→ **THE PROBLEM**: Tally up the lines below that carry the word "Alternate", answering with the figure alone.

Stored data

↓↓↓

//! Two-channel PWM on TIM4 using direct PAC register access.
//!
//! TIM4 free-runs over the full 16-bit range; CH1 and CH2 are in PWM mode 1 so each channel's duty
//! is `CCRx / 65536`. The channels are split into independent handles that only ever write their
//! own compare register.

use leveler::hw::DutyOutput;
use stm32f7xx_hal::{
    gpio::{gpiod, Alternate},
    pac,
};

/// PD12 (TIM4_CH1) and PD13 (TIM4_CH2).
pub type Tim4Pins = (gpiod::PD12<Alternate<2>>, gpiod::PD13<Alternate<2>>);

pub struct Pwm<TIM> {
    tim: TIM,
}

/// Compare register `C` of TIM4.
pub struct CompareChannel<const C: u8> {
    _private: (),
}

impl Pwm<pac::TIM4> {
    /// Configure TIM4 CH1/CH2 for PWM with a 0xFFFF period and start counting.
    ///
    /// Both compare registers start at `initial`.
    pub fn tim4(tim4: pac::TIM4, _pins: Tim4Pins, initial: u16) -> Self {
        let rcc = unsafe { &*pac::RCC::ptr() };
        rcc.apb1enr.modify(|_, w| w.tim4en().set_bit());

        let tim = tim4;

        // Disable counter while configuring
        tim.cr1.modify(|_, w| w.cen().clear_bit());

        // Timer clock undivided, full 16-bit period
        tim.psc.write(|w| unsafe { w.bits(0) });
        tim.arr.write(|w| unsafe { w.bits(0xFFFF) });

        // PWM mode 1 with preload on both channels
        tim.ccmr1_output().modify(|_, w| unsafe {
            w.oc1m()
                .bits(0b110)
                .oc1pe()
                .set_bit()
                .oc2m()
                .bits(0b110)
                .oc2pe()
                .set_bit()
        });

        tim.ccr1().write(|w| unsafe { w.bits(initial as u32) });
        tim.ccr2().write(|w| unsafe { w.bits(initial as u32) });

        // Active-high outputs on both channels
        tim.ccer.modify(|_, w| {
            w.cc1p()
                .clear_bit()
                .cc2p()
                .clear_bit()
                .cc1e()
                .set_bit()
                .cc2e()
                .set_bit()
        });

        // Latch the preloaded registers, then run
        tim.egr.write(|w| w.ug().set_bit());
        tim.cr1.modify(|_, w| w.arpe().set_bit().cen().set_bit());

        Self { tim }
    }

    /// Hand out the two compare channels.
    pub fn split(self) -> (CompareChannel<1>, CompareChannel<2>) {
        (
            CompareChannel { _private: () },
            CompareChannel { _private: () },
        )
    }
}

impl DutyOutput for CompareChannel<1> {
    #[inline]
    fn set_duty(&mut self, compare: u16) {
        let tim = unsafe { &*pac::TIM4::ptr() };
        tim.ccr1().write(|w| unsafe { w.bits(compare as u32) });
    }
}

impl DutyOutput for CompareChannel<2> {
    #[inline]
    fn set_duty(&mut self, compare: u16) {
        let tim = unsafe { &*pac::TIM4::ptr() };
        tim.ccr2().write(|w| unsafe { w.bits(compare as u32) });
    }
}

↑↑↑

→ **TASK RESPONSE**: 2